Physical science accepts that consciousness is a fundamental part of the equation of existence but mostly sees consciousness as an electrical phenomenon generated (by extension at the physical level) by aggregations of base atomic and then molecular matter forming itself into organisms. Yet it is unable to answer the question of how it is that organic life can somehow emerge from apparently ‘dead’ matter – or why it should do so.
Hu and Wu's spin mediated theory, backed up by numerous experiments of Michael Persinger's team, considers individual consciousness as a transduction of universal consciousness: "As stated earlier, our own theoretical and experimental studies [1-15] have shown that: (1) human Consciousness is non-spatial and non-temporal and not in the brain but in prespacetime; (2) brain is an interface between human Consciousness and the external world; (3) quantum spin is the mind-pixel; (4) magnetic field is manifested by the internal world based on the Principle of Existence [12-14]."
In this model, consciousness exists independent of time and becomes a primary component of reality. Our brain activity also emits photons (light). Our consciousness can potentially connect to others' consciousness through magnetic flux. This may also connect independent consciousness with "the whole". Through shifts in resonant frequency, self-organizing neural networks oscillate synchronously at specific frequencies. Different classes of oscillations and their associated behavior patterns are found in all mammals, implying such brains have a universal mechanism. Short and long-term consolidation of information and consciousness might be the result of such synchronized network activity.
When consciousness is itself inherent in all the kingdoms of Nature, the universe in toto may be considered as a psychologically based organism. A study in the Oct. 2001 journal Nature, Scientific Reports, claims the universe may grow in the same way as a giant brain - with the electrical firing between brain cells 'mirrored' by the shape of expanding galaxies.

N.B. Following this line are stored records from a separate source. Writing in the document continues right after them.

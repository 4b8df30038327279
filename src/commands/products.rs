// Copyright (c) 2025 Soumyadip Sarkar.
// All rights reserved.
//
// This source code is licensed under the license found in the
// LICENSE file in the root directory of this source tree.

use super::{list_query, print_page, required_id};
use crate::models::{Product, ProductDraft};
use crate::repo::Repo;
use crate::utils::{fmt_money, parse_decimal};
use anyhow::Result;
use rusqlite::Connection;

pub fn handle(conn: &Connection, m: &clap::ArgMatches) -> Result<()> {
    let repo = Repo::<Product>::new(conn);
    match m.subcommand() {
        Some(("add", sub)) => {
            let p = repo.create(&draft_from(sub)?)?;
            println!("Added product {} ({}) #{}", p.sku, p.name, p.id);
        }
        Some(("update", sub)) => {
            let p = repo.update(required_id(sub), &draft_from(sub)?)?;
            println!("Updated product {}", p.sku);
        }
        Some(("list", sub)) => {
            let page = repo.find_all(&list_query(sub))?;
            print_page(
                sub,
                &page,
                &["ID", "SKU", "Name", "Price", "Unit cost", "Stock"],
                &[3, 4, 5],
                |p| {
                    vec![
                        p.id.to_string(),
                        p.sku.clone(),
                        p.name.clone(),
                        fmt_money(&p.unit_price),
                        fmt_money(&p.unit_cost),
                        p.stock_qty.normalize().to_string(),
                    ]
                },
            )?;
        }
        Some(("rm", sub)) => {
            let id = required_id(sub);
            repo.soft_delete(id)?;
            println!("Removed product {}", id);
        }
        Some(("restore", sub)) => {
            let p = repo.restore(required_id(sub))?;
            println!("Restored product {}", p.sku);
        }
        Some(("purge", sub)) => {
            let id = required_id(sub);
            repo.hard_delete(id)?;
            println!("Purged product {}", id);
        }
        _ => {}
    }
    Ok(())
}

fn draft_from(sub: &clap::ArgMatches) -> Result<ProductDraft> {
    Ok(ProductDraft {
        sku: sub.get_one::<String>("sku").unwrap().trim().to_string(),
        name: sub.get_one::<String>("name").unwrap().trim().to_string(),
        unit_price: parse_decimal(sub.get_one::<String>("price").unwrap())?,
    })
}
// Copyright (c) 2025 Soumyadip Sarkar.
// All rights reserved.
//
// This source code is licensed under the license found in the
// LICENSE file in the root directory of this source tree.

use anyhow::{Context, Result};
use directories::ProjectDirs;
use once_cell::sync::Lazy;
use rusqlite::Connection;
use std::fs;
use std::path::{Path, PathBuf};
use tracing::debug;

static APP: Lazy<(&str, &str, &str)> = Lazy::new(|| ("com.alphavelocity", "Tillbook", "tillbook"));

/// Resolves the database file: explicit path (flag or `TILLBOOK_DB`) first,
/// then the platform data dir.
pub fn db_path(explicit: Option<&Path>) -> Result<PathBuf> {
    if let Some(p) = explicit {
        if let Some(parent) = p.parent().filter(|d| !d.as_os_str().is_empty()) {
            fs::create_dir_all(parent)
                .with_context(|| format!("Failed to create {}", parent.display()))?;
        }
        return Ok(p.to_path_buf());
    }
    let proj = ProjectDirs::from(APP.0, APP.1, APP.2)
        .context("Could not determine platform-specific data dir")?;
    let data_dir = proj.data_dir();
    fs::create_dir_all(data_dir).context("Failed to create data dir")?;
    Ok(data_dir.join("tillbook.sqlite"))
}

pub fn open_or_init(explicit: Option<&Path>) -> Result<Connection> {
    let path = db_path(explicit)?;
    let mut conn =
        Connection::open(&path).with_context(|| format!("Open DB at {}", path.display()))?;
    init_schema(&mut conn)?;
    debug!(path = %path.display(), "database ready");
    Ok(conn)
}

pub fn open_in_memory() -> Result<Connection> {
    let mut conn = Connection::open_in_memory()?;
    init_schema(&mut conn)?;
    Ok(conn)
}

pub fn init_schema(conn: &mut Connection) -> Result<()> {
    conn.execute_batch(
        r#"
    PRAGMA foreign_keys = ON;

    CREATE TABLE IF NOT EXISTS settings(
        key TEXT PRIMARY KEY,
        value TEXT NOT NULL
    );

    CREATE TABLE IF NOT EXISTS accounts(
        id INTEGER PRIMARY KEY AUTOINCREMENT,
        name TEXT NOT NULL UNIQUE,
        type TEXT NOT NULL CHECK(type IN ('asset','liability','equity','revenue','expense')),
        currency TEXT NOT NULL,
        active INTEGER NOT NULL DEFAULT 1,
        cash INTEGER NOT NULL DEFAULT 0,
        system INTEGER NOT NULL DEFAULT 0,
        created_at TEXT NOT NULL DEFAULT (datetime('now')),
        updated_at TEXT NOT NULL DEFAULT (datetime('now')),
        deleted_at TEXT
    );

    CREATE TABLE IF NOT EXISTS journal_entries(
        id INTEGER PRIMARY KEY AUTOINCREMENT,
        date TEXT NOT NULL,
        reference_type TEXT NOT NULL CHECK(reference_type IN ('sale','purchase','expense','income','manual')),
        reference_id INTEGER NOT NULL,
        debit_account_id INTEGER NOT NULL,
        credit_account_id INTEGER NOT NULL,
        amount TEXT NOT NULL,
        description TEXT NOT NULL DEFAULT '',
        created_at TEXT NOT NULL DEFAULT (datetime('now')),
        CHECK(debit_account_id != credit_account_id),
        FOREIGN KEY(debit_account_id) REFERENCES accounts(id) ON DELETE RESTRICT,
        FOREIGN KEY(credit_account_id) REFERENCES accounts(id) ON DELETE RESTRICT
    );
    CREATE INDEX IF NOT EXISTS idx_journal_date ON journal_entries(date);
    CREATE INDEX IF NOT EXISTS idx_journal_reference ON journal_entries(reference_type, reference_id);

    CREATE TABLE IF NOT EXISTS contacts(
        id INTEGER PRIMARY KEY AUTOINCREMENT,
        name TEXT NOT NULL,
        kind TEXT NOT NULL CHECK(kind IN ('customer','supplier')),
        email TEXT,
        phone TEXT,
        created_at TEXT NOT NULL DEFAULT (datetime('now')),
        updated_at TEXT NOT NULL DEFAULT (datetime('now')),
        deleted_at TEXT
    );

    CREATE TABLE IF NOT EXISTS products(
        id INTEGER PRIMARY KEY AUTOINCREMENT,
        sku TEXT NOT NULL UNIQUE,
        name TEXT NOT NULL,
        unit_price TEXT NOT NULL DEFAULT '0',
        unit_cost TEXT NOT NULL DEFAULT '0',
        stock_qty TEXT NOT NULL DEFAULT '0',
        created_at TEXT NOT NULL DEFAULT (datetime('now')),
        updated_at TEXT NOT NULL DEFAULT (datetime('now')),
        deleted_at TEXT
    );

    CREATE TABLE IF NOT EXISTS sales(
        id INTEGER PRIMARY KEY AUTOINCREMENT,
        date TEXT NOT NULL,
        contact_id INTEGER,
        product_id INTEGER,
        quantity TEXT NOT NULL DEFAULT '1',
        amount TEXT NOT NULL,
        unit_cost TEXT,
        paid INTEGER NOT NULL DEFAULT 1,
        note TEXT,
        created_at TEXT NOT NULL DEFAULT (datetime('now')),
        updated_at TEXT NOT NULL DEFAULT (datetime('now')),
        deleted_at TEXT,
        FOREIGN KEY(contact_id) REFERENCES contacts(id) ON DELETE SET NULL,
        FOREIGN KEY(product_id) REFERENCES products(id) ON DELETE RESTRICT
    );
    CREATE INDEX IF NOT EXISTS idx_sales_date ON sales(date);

    CREATE TABLE IF NOT EXISTS purchases(
        id INTEGER PRIMARY KEY AUTOINCREMENT,
        date TEXT NOT NULL,
        contact_id INTEGER,
        product_id INTEGER,
        quantity TEXT NOT NULL DEFAULT '1',
        amount TEXT NOT NULL,
        paid INTEGER NOT NULL DEFAULT 1,
        note TEXT,
        created_at TEXT NOT NULL DEFAULT (datetime('now')),
        updated_at TEXT NOT NULL DEFAULT (datetime('now')),
        deleted_at TEXT,
        FOREIGN KEY(contact_id) REFERENCES contacts(id) ON DELETE SET NULL,
        FOREIGN KEY(product_id) REFERENCES products(id) ON DELETE RESTRICT
    );
    CREATE INDEX IF NOT EXISTS idx_purchases_date ON purchases(date);

    CREATE TABLE IF NOT EXISTS expenses(
        id INTEGER PRIMARY KEY AUTOINCREMENT,
        date TEXT NOT NULL,
        account_id INTEGER NOT NULL,
        payee TEXT NOT NULL,
        amount TEXT NOT NULL,
        note TEXT,
        created_at TEXT NOT NULL DEFAULT (datetime('now')),
        updated_at TEXT NOT NULL DEFAULT (datetime('now')),
        deleted_at TEXT,
        FOREIGN KEY(account_id) REFERENCES accounts(id) ON DELETE RESTRICT
    );

    CREATE TABLE IF NOT EXISTS incomes(
        id INTEGER PRIMARY KEY AUTOINCREMENT,
        date TEXT NOT NULL,
        account_id INTEGER NOT NULL,
        source TEXT NOT NULL,
        amount TEXT NOT NULL,
        note TEXT,
        created_at TEXT NOT NULL DEFAULT (datetime('now')),
        updated_at TEXT NOT NULL DEFAULT (datetime('now')),
        deleted_at TEXT,
        FOREIGN KEY(account_id) REFERENCES accounts(id) ON DELETE RESTRICT
    );

    CREATE TABLE IF NOT EXISTS leads(
        id INTEGER PRIMARY KEY AUTOINCREMENT,
        name TEXT NOT NULL,
        email TEXT,
        company TEXT,
        status TEXT NOT NULL DEFAULT 'new'
            CHECK(status IN ('new','contacted','qualified','converted','lost')),
        contact_id INTEGER,
        converted_at TEXT,
        created_at TEXT NOT NULL DEFAULT (datetime('now')),
        updated_at TEXT NOT NULL DEFAULT (datetime('now')),
        deleted_at TEXT,
        FOREIGN KEY(contact_id) REFERENCES contacts(id) ON DELETE SET NULL
    );
    "#,
    )?;
    crate::journal::seed_chart(conn)?;
    Ok(())
}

In such a wide spectrum of intelligence, spirit and matter are qualitatively polarized aspects of one and the same principle. Jung and Pauli suggested the same, and tried to find a common language for psyche and matter. In Jung's model, alchemy involves mind and matter – one’s mind must be confronted, killed, purified and resurrected in much the same way that physical matter is handled, in a sort of 'conservation of energy' model of the soul.
Alchemy is a method that facilitates our personal development by applying natural processes that have been heated by conscious intention, love, and a personal confrontation with the unconscious. As a result, we gain, according to Jung, self-knowledge: a transcendent relationship with the unconscious that essentially frees us from the duality of the opposites, such as time and space. In other words, we become our own true, authentic self – the true gold of the alchemists. As Dorn put it, “Thou wilt never make from others the One which thou seekest, except first there be made one thing of thyself…”
Geopsychopathology
Solar storms, geomagnetic pulsation, and perturbed ambient EM field activity impact behavior in clinically significant ways, such as producing hallucinations. Neural entrainment confuses the brain into skewed perception it accepts as sensory information. Magnetic influences on the pineal hormone, melatonin are suggested as a possible source of variation. Research shows perturbations also affect the mind and heart, and slow reaction time, while increasing gastric distress, irritability and violence, even suicidal tendencies.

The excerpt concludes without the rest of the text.